During data analysis, credibility and dependability were enhanced; independent initial coding was conducted by three members of the research team. After this, a consensus meeting discussing emerging themes took place. This process was repeated after recoding and then a peer-review of the final themes took place.
Several factors hinder the transferability of the findings. One of the main limitations of this research is that the findings of this paper emerged during initial interviews of a study aiming to explore PwPD’s relationship with exercise, their motivations, needs, and supports. Therefore, the topic guide and research questions were not focused on exploring this topic and may have resulted in a mismatch between the research focus and underpinning method of study and the findings in this report.
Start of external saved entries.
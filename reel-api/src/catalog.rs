use axum::{
    extract::State,
    routing::get,
    Json, Router,
};
use chrono::{DateTime, Utc};
use reel_core::{Movie, MovieId, Showtime, ShowtimeId};
use serde::Serialize;

use crate::error::AppError;
use crate::extract::PathParam;
use crate::state::AppState;

/// One row of the "movies and showtimes" board.
#[derive(Debug, Serialize)]
pub struct ShowtimeListing {
    pub movie_id: MovieId,
    pub title: String,
    pub genre: String,
    pub showtime_id: ShowtimeId,
    pub show_time: DateTime<Utc>,
    pub capacity: i32,
    pub available_seats: i32,
}

impl From<(Movie, Showtime)> for ShowtimeListing {
    fn from((movie, showtime): (Movie, Showtime)) -> Self {
        Self {
            movie_id: movie.id,
            title: movie.title,
            genre: movie.genre,
            showtime_id: showtime.id,
            show_time: showtime.show_time,
            capacity: showtime.capacity,
            available_seats: showtime.available_seats,
        }
    }
}

pub fn routes() -> Router<AppState> {
    Router::new()
        .route("/v1/movies", get(list_movies))
        .route("/v1/movies/{id}", get(get_movie))
        .route("/v1/showtimes", get(list_showtimes))
        .route("/v1/showtimes/{id}", get(get_showtime))
}

async fn list_movies(State(state): State<AppState>) -> Result<Json<Vec<Movie>>, AppError> {
    Ok(Json(state.service.list_movies().await?))
}

async fn get_movie(
    State(state): State<AppState>,
    PathParam(id): PathParam<MovieId>,
) -> Result<Json<Movie>, AppError> {
    Ok(Json(state.service.get_movie(id).await?))
}

async fn list_showtimes(State(state): State<AppState>) -> Result<Json<Vec<ShowtimeListing>>, AppError> {
    let listing = state.service.list_movies_with_showtimes().await?;
    Ok(Json(listing.into_iter().map(ShowtimeListing::from).collect()))
}

async fn get_showtime(
    State(state): State<AppState>,
    PathParam(id): PathParam<ShowtimeId>,
) -> Result<Json<Showtime>, AppError> {
    Ok(Json(state.service.get_showtime(id).await?))
}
Future studies should employ targeted research questions and tailored topic guides specifically designed to explore the diagnosis experience, service access, and support needs in depth, ensuring alignment between methodology and emergent themes. Secondly, the sample size of PwPD included is small [
36]; however, guided by information power versus data saturation [
37], we gathered rich data from 12 PwPD with varying genders, years since diagnosis, and living circumstances. We believe that data saturation was achieved with no new emerging themes in the final interviews. Additionally, the sample size for the group of family members was very small and may not capture all experiences. Thirdly, the study mostly represents high-functioning PwPD. Although the recommendations provided by Mutrie et al. [
38] were followed and every attempt was made to recruit people with varying exercise adherence, the sample included participants who were more interested/already engaged in exercising, only including study promotion, multiple mailings, and personal engagement [
38]. The participants were not initially selected to explore the impact of diagnosis. Therefore, the participant variability must be noted. The participants varied significantly in terms of time since diagnosis (1–17 years); this would have introduced substantial recall bias and variability in the interpretation of the diagnostic experience but it also highlighted the lasting significance of the event. For future studies, we recommend recruiting PwPD diagnosed within the last five years to limit recall bias. Lastly, the participants were recruited from the city of Cork and the surrounding areas, meaning that exploring experiences in a larger sample across multiple clinical services would be important.